Summary information and primary citation
- PDB-id
- 7bv2; SNAP-derived features in text and JSON formats;
DNAproDB
- Class
- viral protein
- Method
- cryo-EM (2.5 Å)
- Summary
- The nsp12-nsp7-nsp8 complex bound to the template-primer RNA and triphosphate form of remdesivir(rtp)
- Reference
- Yin W, Mao C, Luan X, Shen DD, Shen Q, Su H, Wang X, Zhou F, Zhao W, Gao M, Chang S, Xie YC, Tian G, Jiang HW, Tao SC, Shen J, Jiang Y, Jiang H, Xu Y, Zhang S, Zhang Y, Xu HE (2020): "Structural basis for inhibition of the RNA-dependent RNA polymerase from SARS-CoV-2 by remdesivir." Science, 368, 1499-1504. doi: 10.1126/science.abc1560.
- Abstract
- The pandemic of Corona Virus Disease 2019 (COVID-19) caused by SARS-CoV-2 has become a global crisis. The replication of SARS-CoV-2 requires the viral RNA-dependent RNA polymerase (RdRp), a target of the antiviral drug, Remdesivir. Here we report the cryo-EM structure of the SARS-CoV-2 RdRp either in the apo form at 2.8 Å resolution or in complex with a 50-base template-primer RNA and Remdesivir at 2.5 Å resolution.
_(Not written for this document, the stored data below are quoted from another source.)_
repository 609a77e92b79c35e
//! Application layer for commit orchestration.

pub mod command_handlers;
pub mod query_handlers;
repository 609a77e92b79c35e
//! Command handlers for commit orchestration.
//!
//! This module contains the decision loop run for every producer event: fold
//! the aggregate's log, append the diff at the next free version (retrying on
//! conflict), and publish a finalised event once the whole commit is done.

use std::sync::Arc;

use covflow_core::bus::EventBus;
use covflow_core::clock::Clock;
use covflow_core::command::Command;
use covflow_core::error::DomainError;
use covflow_core::event::{Finalised, FinalisedState, OrchestratedEvent};
use covflow_core::repository::{StateChangeStore, StoreOutcome};
use tracing::{debug, info, instrument, warn};

use crate::application::query_handlers;
use crate::domain::codec::StateChangeCodec;
use crate::domain::commands::RecordStateChange;

/// Number of append attempts made before giving up on a contended aggregate.
pub const DEFAULT_CONFLICT_RETRY_LIMIT: u32 = 5;

/// Result of a successfully handled `RecordStateChange` command.
#[derive(Debug)]
pub struct RecordOutcome {
    /// The aggregate the change was recorded against.
    pub identifier: String,
    /// Version written, or `None` if the state was already current.
    pub version: Option<i64>,
    /// Append attempts made, including the successful one.
    pub attempts: u32,
    /// The finalised event published for the commit, if this change
    /// completed it.
    pub finalised: Option<OrchestratedEvent>,
}

/// Collaborators the decision loop runs against.
#[derive(Clone, Copy)]
pub struct Orchestration<'a> {
    /// Diff and fold implementation.
    pub codec: &'a dyn StateChangeCodec,
    /// Append-only state-change log.
    pub store: &'a dyn StateChangeStore,
    /// Destination of finalised events.
    pub bus: &'a dyn EventBus,
    /// Source of event times.
    pub clock: &'a dyn Clock,
    /// Append attempts allowed before reporting exhaustion.
    pub max_attempts: u32,
}

/// Handles the `RecordStateChange` command: appends the diff between the
/// aggregate's last known state and the proposed one, then publishes a
/// finalised event if every aggregate of the commit has become terminal.
///
/// # Errors
///
/// Returns `DomainError::Validation` for finalised events, which are produced
/// here and never tracked.
/// Returns `DomainError::ConflictRetriesExhausted` if every attempt lost the
/// race for the next version.
/// Returns `DomainError` if loading, folding, appending or publishing fails.
#[instrument(
    skip_all,
    fields(
        command_type = command.command_type(),
        correlation_id = %command.correlation_id,
        identifier = %command.event.unique_identifier(),
    )
)]
pub async fn handle_record_state_change(
    command: &RecordStateChange,
    orchestration: Orchestration<'_>,
) -> Result<RecordOutcome, DomainError> {
    if matches!(command.event, OrchestratedEvent::Finalised(_)) {
        return Err(DomainError::Validation(
            "finalised events are published, not recorded".to_owned(),
        ));
    }

    let (version, attempts) = append_next_version(&command.event, orchestration).await?;

    let finalised = match version {
        Some(_) if command.event.state().is_terminal() => {
            finalise_commit_if_complete(command, orchestration).await?
        }
        _ => None,
    };

    Ok(RecordOutcome {
        identifier: command.event.unique_identifier(),
        version,
        attempts,
        finalised,
    })
}

/// Appends the diff for `event` at the version after the latest one stored,
/// re-reading and retrying whenever another writer claims that version first.
async fn append_next_version(
    event: &OrchestratedEvent,
    orchestration: Orchestration<'_>,
) -> Result<(Option<i64>, u32), DomainError> {
    let Orchestration {
        codec,
        store,
        max_attempts,
        ..
    } = orchestration;

    for attempt in 1..=max_attempts {
        let history = Arc::new(store.get_state_changes_for_event(event).await?);
        let current = if history.is_empty() {
            None
        } else {
            Some(codec.reduce_state_changes_to_event(&history)?)
        };

        let change = codec.get_state_change(current.as_ref(), event)?;
        if current.is_some() && change.is_empty() {
            debug!(attempt, "state unchanged, nothing to append");
            return Ok((None, attempt));
        }

        let version = history.next_version();
        match store.store_state_change(event, version, &change).await? {
            StoreOutcome::Stored => {
                info!(version, attempt, fields = change.len(), "appended state change");
                return Ok((Some(version), attempt));
            }
            StoreOutcome::Conflict { existing } => {
                warn!(
                    version,
                    attempt,
                    existing_event_time = %existing.event_time,
                    "version already taken, re-reading state"
                );
            }
        }
    }

    Err(DomainError::ConflictRetriesExhausted {
        identifier: event.unique_identifier(),
        attempts: max_attempts,
    })
}

/// Publishes a finalised event for the command's commit if every tracked
/// aggregate of that commit is terminal.
///
/// # Errors
///
/// Returns `DomainError` if folding the commit or publishing fails.
pub async fn finalise_commit_if_complete(
    command: &RecordStateChange,
    orchestration: Orchestration<'_>,
) -> Result<Option<OrchestratedEvent>, DomainError> {
    let source = &command.event;
    let status = query_handlers::get_commit_status(
        &source.unique_repository_identifier(),
        source.commit(),
        orchestration.codec,
        orchestration.store,
    )
    .await?;

    if !status.complete {
        debug!(
            aggregates = status.aggregates.len(),
            "commit still has work in flight"
        );
        return Ok(None);
    }

    let finalised = OrchestratedEvent::Finalised(Finalised {
        provider: source.provider(),
        owner: source.owner().to_owned(),
        repository: source.repository().to_owned(),
        commit: source.commit().to_owned(),
        state: FinalisedState,
        git_ref: command.git_ref.clone(),
        pull_request: command.pull_request,
        event_time: orchestration.clock.now(),
    });
    orchestration.bus.publish(&finalised).await?;

    info!(
        commit = source.commit(),
        aggregates = status.aggregates.len(),
        "published finalised event"
    );
    Ok(Some(finalised))
}
//! Shared application state.

use std::sync::Arc;

use covflow_core::bus::EventBus;
use covflow_core::clock::Clock;
use covflow_core::repository::StateChangeStore;
use covflow_orchestration::application::command_handlers::Orchestration;
use covflow_orchestration::domain::codec::StateChangeCodec;

/// Application state shared across all request handlers.
#[derive(Clone)]
pub struct AppState {
    /// Source of event times.
    pub clock: Arc<dyn Clock>,
    /// Append-only state-change log.
    pub store: Arc<dyn StateChangeStore>,
    /// Destination of finalised events.
    pub bus: Arc<dyn EventBus>,
    /// Append attempts allowed per producer event.
    pub conflict_retry_limit: u32,
}

impl std::fmt::Debug for AppState {
    fn fmt(&self, f: &mut std::fmt::Formatter<'_>) -> std::fmt::Result {
        f.debug_struct("AppState")
            .field("conflict_retry_limit", &self.conflict_retry_limit)
            .finish_non_exhaustive()
    }
}

impl AppState {
    /// Create new application state.
    #[must_use]
    pub fn new(
        clock: Arc<dyn Clock>,
        store: Arc<dyn StateChangeStore>,
        bus: Arc<dyn EventBus>,
        conflict_retry_limit: u32,
    ) -> Self {
        Self {
            clock,
            store,
            bus,
            conflict_retry_limit,
        }
    }

    /// Borrows the collaborators of the decision loop for one request.
    #[must_use]
    pub fn orchestration<'a>(&'a self, codec: &'a dyn StateChangeCodec) -> Orchestration<'a> {
        Orchestration {
            codec,
            store: self.store.as_ref(),
            bus: self.bus.as_ref(),
            clock: self.clock.as_ref(),
            max_attempts: self.conflict_retry_limit,
        }
    }
}
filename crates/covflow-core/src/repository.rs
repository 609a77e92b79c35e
//! State-change store abstraction.

use async_trait::async_trait;

use crate::error::DomainError;
use crate::event::OrchestratedEvent;
use crate::state_change::{
    CommitStateChanges, EventStateChange, EventStateChangeCollection, StateChange,
};

/// Result of a conditional append.
#[derive(Debug, Clone, PartialEq)]
pub enum StoreOutcome {
    /// The change was written at the requested version.
    Stored,
    /// Another writer already owns the requested version.
    Conflict {
        /// The row previously written at that version.
        existing: Box<EventStateChange>,
    },
}

impl StoreOutcome {
    /// Returns `true` if the change was written.
    #[must_use]
    pub fn is_stored(&self) -> bool {
        matches!(self, Self::Stored)
    }
}

/// Append-only, versioned log of aggregate state changes.
///
/// Version numbers are the only serialization point between writers: an
/// append succeeds only if no row exists yet at `(identifier, version)`.
#[async_trait]
pub trait StateChangeStore: Send + Sync {
    /// Append `change` as version `version` of the aggregate `event` belongs
    /// to. A row already present at that version yields
    /// [`StoreOutcome::Conflict`] rather than an error.
    async fn store_state_change(
        &self,
        event: &OrchestratedEvent,
        version: i64,
        change: &StateChange,
    ) -> Result<StoreOutcome, DomainError>;

    /// Load every live change for the aggregate `event` belongs to, ordered by
    /// version.
    async fn get_state_changes_for_event(
        &self,
        event: &OrchestratedEvent,
    ) -> Result<EventStateChangeCollection, DomainError>;

    /// Load every live change of every aggregate sharing a repository and
    /// commit, grouped by aggregate identifier.
    async fn get_event_state_changes_for_commit(
        &self,
        repository_identifier: &str,
        commit: &str,
    ) -> Result<CommitStateChanges, DomainError>;
}
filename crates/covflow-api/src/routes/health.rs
//! Health check endpoint.

use axum::{Json, Router, routing::get};
use serde::Serialize;

use crate::state::AppState;

/// Health check response.
#[derive(Serialize)]
pub struct HealthResponse {
    /// Service status.
    pub status: &'static str,
    /// Service version.
    pub version: &'static str,
}

/// GET /health
async fn health_check() -> Json<HealthResponse> {
    Json(HealthResponse {
        status: "ok",
        version: env!("CARGO_PKG_VERSION"),
    })
}

/// Returns the health check router.
pub fn router() -> Router<AppState> {
    Router::new().route("/health", get(health_check))
}
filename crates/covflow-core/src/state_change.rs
//! Rows of the append-only state-change log.

use std::collections::BTreeMap;
use std::collections::btree_map::Values;

use chrono::{DateTime, TimeDelta, Utc};

use crate::event::{OrchestratedEvent, Provider};

/// A partial or complete field map of an orchestrated event.
pub type StateChange = serde_json::Map<String, serde_json::Value>;

/// How long a state change is kept before it is purged.
pub const STATE_CHANGE_RETENTION_HOURS: i64 = 12;

/// State changes for every aggregate of one commit, keyed by the aggregate's
/// unique identifier.
pub type CommitStateChanges = BTreeMap<String, EventStateChangeCollection>;

/// One immutable row of the state-change log.
#[derive(Debug, Clone, PartialEq)]
pub struct EventStateChange {
    /// Unique identifier of the aggregate.
    pub identifier: String,
    /// Position of this change within the aggregate's log.
    pub version: i64,
    /// Provider hosting the repository.
    pub provider: Provider,
    /// Repository owner.
    pub owner: String,
    /// Repository name.
    pub repository: String,
    /// Commit SHA.
    pub commit: String,
    /// Provider, owner and repository combined.
    pub repository_identifier: String,
    /// Fields that changed in this version.
    pub event: StateChange,
    /// When the transition was recorded.
    pub event_time: DateTime<Utc>,
    /// When the row becomes eligible for purging.
    pub expiry: DateTime<Utc>,
}

impl EventStateChange {
    /// Builds the row recording `change` as version `version` of the
    /// aggregate `event` belongs to.
    #[must_use]
    pub fn new(
        event: &OrchestratedEvent,
        version: i64,
        change: StateChange,
        now: DateTime<Utc>,
    ) -> Self {
        Self {
            identifier: event.unique_identifier(),
            version,
            provider: event.provider(),
            owner: event.owner().to_owned(),
            repository: event.repository().to_owned(),
            commit: event.commit().to_owned(),
            repository_identifier: event.unique_repository_identifier(),
            event: change,
            event_time: now,
            expiry: now + TimeDelta::hours(STATE_CHANGE_RETENTION_HOURS),
        }
    }

    /// Returns `true` once the retention window has passed.
    #[must_use]
    pub fn is_expired(&self, now: DateTime<Utc>) -> bool {
        self.expiry <= now
    }
}

/// Version-ordered set of state changes.
///
/// Holds at most one change per version; inserting a version that is already
/// present replaces it. Iteration always yields ascending versions.
#[derive(Debug, Clone, Default, PartialEq)]
pub struct EventStateChangeCollection {
    changes: BTreeMap<i64, EventStateChange>,
}

impl EventStateChangeCollection {
    /// Creates an empty collection.
    #[must_use]
    pub fn new() -> Self {
        Self::default()
    }

    /// Inserts a change, returning the change previously held at that version.
    pub fn insert(&mut self, change: EventStateChange) -> Option<EventStateChange> {
        self.changes.insert(change.version, change)
    }

    /// Returns the change recorded at `version`.
    #[must_use]
    pub fn get(&self, version: i64) -> Option<&EventStateChange> {
        self.changes.get(&version)
    }

    /// Number of changes held.
    #[must_use]
    pub fn len(&self) -> usize {
        self.changes.len()
    }

    /// Returns `true` if no changes are held.
    #[must_use]
    pub fn is_empty(&self) -> bool {
        self.changes.is_empty()
    }

    /// Iterates the changes in ascending version order.
    pub fn iter(&self) -> Values<'_, i64, EventStateChange> {
        self.changes.values()
    }

    /// Returns the change with the highest version.
    #[must_use]
    pub fn latest(&self) -> Option<&EventStateChange> {
        self.changes.values().next_back()
    }

    /// Returns the highest version held.
    #[must_use]
    pub fn latest_version(&self) -> Option<i64> {
        self.changes.keys().next_back().copied()
    }

    /// Version the next appended change must use.
    #[must_use]
    pub fn next_version(&self) -> i64 {
        self.latest_version().map_or(0, |version| version + 1)
    }

    /// Splits changes belonging to many aggregates into one collection per
    /// aggregate identifier.
    #[must_use]
    pub fn group_by_identifier(
        changes: impl IntoIterator<Item = EventStateChange>,
    ) -> CommitStateChanges {
        let mut grouped = CommitStateChanges::new();
        for change in changes {
            grouped
                .entry(change.identifier.clone())
                .or_default()
                .insert(change);
        }
        grouped
    }
}

impl FromIterator<EventStateChange> for EventStateChangeCollection {
    fn from_iter<T: IntoIterator<Item = EventStateChange>>(iter: T) -> Self {
        let mut collection = Self::new();
        for change in iter {
            collection.insert(change);
        }
        collection
    }
}

impl<'a> IntoIterator for &'a EventStateChangeCollection {
    type Item = &'a EventStateChange;
    type IntoIter = Values<'a, i64, EventStateChange>;

    fn into_iter(self) -> Self::IntoIter {
        self.iter()
    }
}

#[cfg(test)]
mod tests {
    use chrono::TimeZone;
    use serde_json::json;

    use super::*;
    use crate::event::{Ingestion, Job, OrchestratedEventState};

    fn fixed_now() -> DateTime<Utc> {
        Utc.with_ymd_and_hms(2026, 1, 15, 10, 0, 0).unwrap()
    }

    fn ingestion() -> OrchestratedEvent {
        OrchestratedEvent::Ingestion(Ingestion {
            provider: Provider::Github,
            owner: "mock-owner".to_owned(),
            repository: "mock-repository".to_owned(),
            commit: "mock-commit".to_owned(),
            state: OrchestratedEventState::Ongoing,
        })
    }

    fn change_at(event: &OrchestratedEvent, version: i64, marker: &str) -> EventStateChange {
        let mut fields = StateChange::new();
        fields.insert("marker".to_owned(), json!(marker));
        EventStateChange::new(event, version, fields, fixed_now())
    }

    #[test]
    fn test_new_denormalizes_identity_and_sets_expiry() {
        let event = ingestion();

        let change = change_at(&event, 0, "a");

        assert_eq!(change.identifier, event.unique_identifier());
        assert_eq!(change.repository_identifier, "github#mock-owner#mock-repository");
        assert_eq!(change.commit, "mock-commit");
        assert_eq!(change.event_time, fixed_now());
        assert_eq!(change.expiry, fixed_now() + TimeDelta::hours(12));
        assert!(!change.is_expired(fixed_now()));
        assert!(change.is_expired(fixed_now() + TimeDelta::hours(12)));
    }

    #[test]
    fn test_iteration_is_version_ordered_regardless_of_insertion_order() {
        let event = ingestion();
        let mut collection = EventStateChangeCollection::new();

        collection.insert(change_at(&event, 2, "c"));
        collection.insert(change_at(&event, 0, "a"));
        collection.insert(change_at(&event, 1, "b"));

        let versions: Vec<i64> = collection.iter().map(|c| c.version).collect();
        assert_eq!(versions, vec![0, 1, 2]);
        assert_eq!(collection.latest_version(), Some(2));
        assert_eq!(collection.next_version(), 3);
    }

    #[test]
    fn test_duplicate_version_overwrites_locally() {
        let event = ingestion();
        let mut collection = EventStateChangeCollection::new();

        assert!(collection.insert(change_at(&event, 0, "first")).is_none());
        let replaced = collection.insert(change_at(&event, 0, "second"));

        assert_eq!(replaced.unwrap().event["marker"], "first");
        assert_eq!(collection.len(), 1);
        assert_eq!(collection.get(0).unwrap().event["marker"], "second");
    }

    #[test]
    fn test_empty_collection_starts_at_version_zero() {
        let collection = EventStateChangeCollection::new();

        assert!(collection.is_empty());
        assert!(collection.latest().is_none());
        assert_eq!(collection.next_version(), 0);
    }

    #[test]
    fn test_group_by_identifier_separates_aggregates() {
        let ingestion = ingestion();
        let job = OrchestratedEvent::Job(Job {
            provider: Provider::Github,
            owner: "mock-owner".to_owned(),
            repository: "mock-repository".to_owned(),
            commit: "mock-commit".to_owned(),
            state: OrchestratedEventState::Ongoing,
            external_id: "mock-external-id".to_owned(),
        });

        let grouped = EventStateChangeCollection::group_by_identifier(vec![
            change_at(&job, 1, "j1"),
            change_at(&ingestion, 0, "i0"),
            change_at(&job, 0, "j0"),
        ]);

        assert_eq!(grouped.len(), 2);
        let job_changes = &grouped[&job.unique_identifier()];
        let markers: Vec<&str> = job_changes
            .iter()
            .map(|c| c.event["marker"].as_str().unwrap())
            .collect();
        assert_eq!(markers, vec!["j0", "j1"]);
        assert_eq!(grouped[&ingestion.unique_identifier()].len(), 1);
    }
}
//! State-change store database schema.
//!
//! Mirrors `migrations/20260115100000_create_event_state_changes.sql`.

/// SQL to create the state-change table and its commit index.
///
/// The primary key on `(identifier, version)` is what rejects a second writer
/// at an already-used version. `commit` is a reserved word and stays quoted.
pub const CREATE_STATE_CHANGES_TABLE: &str = r#"
CREATE TABLE IF NOT EXISTS event_state_changes (
    identifier            VARCHAR(512) NOT NULL,
    version               BIGINT NOT NULL CHECK (version >= 0),
    repository_identifier VARCHAR(512) NOT NULL,
    "commit"              VARCHAR(255) NOT NULL,
    provider              VARCHAR(32) NOT NULL,
    owner                 VARCHAR(255) NOT NULL,
    repository            VARCHAR(255) NOT NULL,
    event                 TEXT NOT NULL,
    event_time            BIGINT NOT NULL,
    expiry                BIGINT NOT NULL,
    PRIMARY KEY (identifier, version)
);

CREATE INDEX IF NOT EXISTS idx_event_state_changes_commit
    ON event_state_changes (repository_identifier, "commit");

CREATE INDEX IF NOT EXISTS idx_event_state_changes_expiry
    ON event_state_changes (expiry);
"#;
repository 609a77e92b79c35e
//! Domain error types.

use thiserror::Error;

use crate::event::OrchestratedEventType;

/// Top-level domain error type.
///
/// A write conflict is deliberately absent: it is reported through
/// [`StoreOutcome::Conflict`](crate::repository::StoreOutcome) because the
/// caller is expected to recover from it.
#[derive(Debug, Error)]
pub enum DomainError {
    /// No state changes exist for the requested aggregate.
    #[error("aggregate not found: {0}")]
    AggregateNotFound(String),

    /// Two events of different shapes were passed to the diff computation.
    #[error("events not comparable: cannot diff {current} against {next}")]
    EventsNotComparable {
        /// Discriminator of the last known state.
        current: OrchestratedEventType,
        /// Discriminator of the proposed state.
        next: OrchestratedEventType,
    },

    /// The folded state-change log does not describe a complete aggregate.
    #[error("corrupt event source: {0}")]
    CorruptEventSource(String),

    /// A folded state-change log names a discriminator that is not known.
    #[error("unknown event type: {0}")]
    UnknownEventType(String),

    /// Every attempt to append a state change lost the race to another writer.
    #[error("gave up appending to {identifier} after {attempts} conflicting attempts")]
    ConflictRetriesExhausted {
        /// The aggregate that kept conflicting.
        identifier: String,
        /// Number of attempts made.
        attempts: u32,
    },

    /// A validation error in domain logic.
    #[error("validation error: {0}")]
    Validation(String),

    /// An infrastructure/persistence error.
    #[error("infrastructure error: {0}")]
    Infrastructure(String),
}

impl DomainError {
    /// Returns `true` for errors caused by a damaged or truncated log.
    #[must_use]
    pub fn is_data_integrity(&self) -> bool {
        matches!(self, Self::CorruptEventSource(_) | Self::UnknownEventType(_))
    }
}
//! Domain layer for commit orchestration.

pub mod cache;
pub mod codec;
pub mod commands;
impl fmt::Display for OrchestratedEventType {
    fn fmt(&self, f: &mut fmt::Formatter<'_>) -> fmt::Result {
        f.write_str(self.as_str())
    }
}

impl FromStr for OrchestratedEventType {
    type Err = DomainError;

    fn from_str(s: &str) -> Result<Self, Self::Err> {
        match s {
            "INGESTION" => Ok(Self::Ingestion),
            "JOB" => Ok(Self::Job),
            "FINALISED" => Ok(Self::Finalised),
            other => Err(DomainError::UnknownEventType(other.to_owned())),
        }
    }
}

/// Progress of ingesting one uploaded coverage file for a commit.
#[derive(Debug, Clone, PartialEq, Eq, Serialize, Deserialize)]
#[serde(rename_all = "camelCase")]
pub struct Ingestion {
    /// Provider hosting the repository.
    pub provider: Provider,
    /// Repository owner.
    pub owner: String,
    /// Repository name.
    pub repository: String,
    /// Commit SHA.
    pub commit: String,
    /// Ingestion progress.
    pub state: OrchestratedEventState,
}

/// Progress of one CI pipeline job for a commit.
#[derive(Debug, Clone, PartialEq, Eq, Serialize, Deserialize)]
#[serde(rename_all = "camelCase")]
pub struct Job {
    /// Provider hosting the repository.
    pub provider: Provider,
    /// Repository owner.
    pub owner: String,
    /// Repository name.
    pub repository: String,
    /// Commit SHA.
    pub commit: String,
    /// Job progress.
    pub state: OrchestratedEventState,
    /// Identifier the CI provider assigned to the job.
    pub external_id: String,
}

/// State carried by every [`Finalised`] event. Serializes as `"SUCCESS"` and
/// rejects any other value.
#[derive(Debug, Clone, Copy, PartialEq, Eq, Hash, Default)]
pub struct FinalisedState;

impl From<FinalisedState> for OrchestratedEventState {
    fn from(_: FinalisedState) -> Self {
        Self::Success
    }
}

impl Serialize for FinalisedState {
    fn serialize<S: serde::Serializer>(&self, serializer: S) -> Result<S::Ok, S::Error> {
        OrchestratedEventState::Success.serialize(serializer)
    }
}

impl<'de> Deserialize<'de> for FinalisedState {
    fn deserialize<D: serde::Deserializer<'de>>(deserializer: D) -> Result<Self, D::Error> {
        match OrchestratedEventState::deserialize(deserializer)? {
            OrchestratedEventState::Success => Ok(Self),
            other => Err(serde::de::Error::custom(format!(
                "finalised events are always SUCCESS, got {other:?}"
            ))),
        }
    }
}

/// Published once every tracked unit of work for a commit is terminal.
#[derive(Debug, Clone, PartialEq, Eq, Serialize, Deserialize)]
#[serde(rename_all = "camelCase")]
pub struct Finalised {
    /// Provider hosting the repository.
    pub provider: Provider,
    /// Repository owner.
    pub owner: String,
    /// Repository name.
    pub repository: String,
    /// Commit SHA.
    pub commit: String,
    /// Always `SUCCESS`.
    #[serde(default)]
    pub state: FinalisedState,
    /// Git ref the commit was pushed to.
    #[serde(rename = "ref")]
    pub git_ref: String,
    /// Pull request the commit belongs to, if any.
    pub pull_request: Option<u64>,
    /// When the commit was found to be complete.
    #[serde(with = "chrono::serde::ts_seconds")]
    pub event_time: DateTime<Utc>,
}

/// A tracked aggregate, tagged by its discriminator.
#[derive(Debug, Clone, PartialEq, Eq, Serialize, Deserialize)]
#[serde(tag = "type", rename_all = "SCREAMING_SNAKE_CASE")]
pub enum OrchestratedEvent {
    /// A coverage file ingestion.
    Ingestion(Ingestion),
    /// A CI job.
    Job(Job),
    /// The commit-level outcome.
    Finalised(Finalised),
}

impl OrchestratedEvent {
    /// Returns the discriminator of this event.
    #[must_use]
    pub fn event_type(&self) -> OrchestratedEventType {
        match self {
            Self::Ingestion(_) => OrchestratedEventType::Ingestion,
            Self::Job(_) => OrchestratedEventType::Job,
            Self::Finalised(_) => OrchestratedEventType::Finalised,
        }
    }

    /// Returns the provider hosting the repository.
    #[must_use]
    pub fn provider(&self) -> Provider {
        match self {
            Self::Ingestion(e) => e.provider,
            Self::Job(e) => e.provider,
            Self::Finalised(e) => e.provider,
        }
    }

    /// Returns the repository owner.
    #[must_use]
    pub fn owner(&self) -> &str {
        match self {
            Self::Ingestion(e) => &e.owner,
            Self::Job(e) => &e.owner,
            Self::Finalised(e) => &e.owner,
        }
    }

    /// Returns the repository name.
    #[must_use]
    pub fn repository(&self) -> &str {
        match self {
            Self::Ingestion(e) => &e.repository,
            Self::Job(e) => &e.repository,
            Self::Finalised(e) => &e.repository,
        }
    }

    /// Returns the commit SHA.
    #[must_use]
    pub fn commit(&self) -> &str {
        match self {
            Self::Ingestion(e) => &e.commit,
            Self::Job(e) => &e.commit,
            Self::Finalised(e) => &e.commit,
        }
    }

    /// Returns the progress of the event.
    #[must_use]
    pub fn state(&self) -> OrchestratedEventState {
        match self {
            Self::Ingestion(e) => e.state,
            Self::Job(e) => e.state,
            Self::Finalised(e) => e.state.into(),
        }
    }

    /// Deterministic key of the aggregate this event belongs to.
    ///
    /// Built from the discriminator, provider, owner, repository and commit,
    /// plus the external job id for jobs.
    #[must_use]
    pub fn unique_identifier(&self) -> String {
        let mut parts = vec![
            self.event_type().as_str(),
            self.provider().as_str(),
            self.owner(),
            self.repository(),
            self.commit(),
        ];
        if let Self::Job(job) = self {
            parts.push(&job.external_id);
        }
        parts.join(IDENTIFIER_SEPARATOR)
    }

    /// Key shared by every aggregate of the same repository, across commits.
    #[must_use]
    pub fn unique_repository_identifier(&self) -> String {
        repository_identifier(self.provider(), self.owner(), self.repository())
    }

    /// Serializes the event into a flat field map including the `type`
    /// discriminator.
    ///
    /// # Panics
    ///
    /// Never in practice: every variant wraps a plain struct, which always
    /// serializes to a JSON object.
    #[must_use]
    pub fn to_state_change(&self) -> StateChange {
        // Serialization of derived Serialize types to Value is infallible.
        let value =
            serde_json::to_value(self).expect("OrchestratedEvent serialization is infallible");
        match value {
            Value::Object(fields) => fields,
            other => unreachable!("tagged event serialized to a non-object: {other}"),
        }
    }

    /// Denormalizes a flat field map into the variant named by its `type`
    /// field.
    ///
    /// # Errors
    ///
    /// Returns `DomainError::CorruptEventSource` if the discriminator is
    /// missing or the map lacks fields the variant requires, and
    /// `DomainError::UnknownEventType` if the discriminator is not known.
    pub fn from_state_change(fields: StateChange) -> Result<Self, DomainError> {
        let event_type: OrchestratedEventType = match fields.get(EVENT_TYPE_FIELD) {
            Some(Value::String(tag)) => tag.parse()?,
            Some(other) => return Err(DomainError::UnknownEventType(other.to_string())),
            None => {
                return Err(DomainError::CorruptEventSource(format!(
                    "missing `{EVENT_TYPE_FIELD}` discriminator"
                )));
            }
        };

        serde_json::from_value(Value::Object(fields)).map_err(|e| {
            DomainError::CorruptEventSource(format!("cannot denormalize {event_type} event: {e}"))
        })
    }
}
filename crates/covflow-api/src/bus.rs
//! Event bus backed by structured logging.

use async_trait::async_trait;
use covflow_core::bus::EventBus;
use covflow_core::error::DomainError;
use covflow_core::event::OrchestratedEvent;
use tracing::info;

/// Emits every published event as a structured log record on the
/// `covflow::bus` target, for log-based forwarding to downstream consumers.
#[derive(Debug, Clone, Copy, Default)]
pub struct TracingEventBus;

#[async_trait]
impl EventBus for TracingEventBus {
    async fn publish(&self, event: &OrchestratedEvent) -> Result<(), DomainError> {
        let payload = serde_json::to_string(event).map_err(|e| {
            DomainError::Infrastructure(format!("event serialization failed: {e}"))
        })?;

        info!(
            target: "covflow::bus",
            event_type = %event.event_type(),
            identifier = %event.unique_identifier(),
            payload = %payload,
            "published event"
        );
        Ok(())
    }
}
//! PostgreSQL-backed state-change store.

pub mod pg_state_change_store;
pub mod schema;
The complex structure reveals that the partial double-stranded RNA template is inserted into the central channel of the RdRp where Remdesivir is covalently incorporated into the primer strand at the first replicated base pair and terminates chain elongation. Our structures provide critical insights into the mechanism of viral RNA replication and a rational template for drug design to combat the viral infection.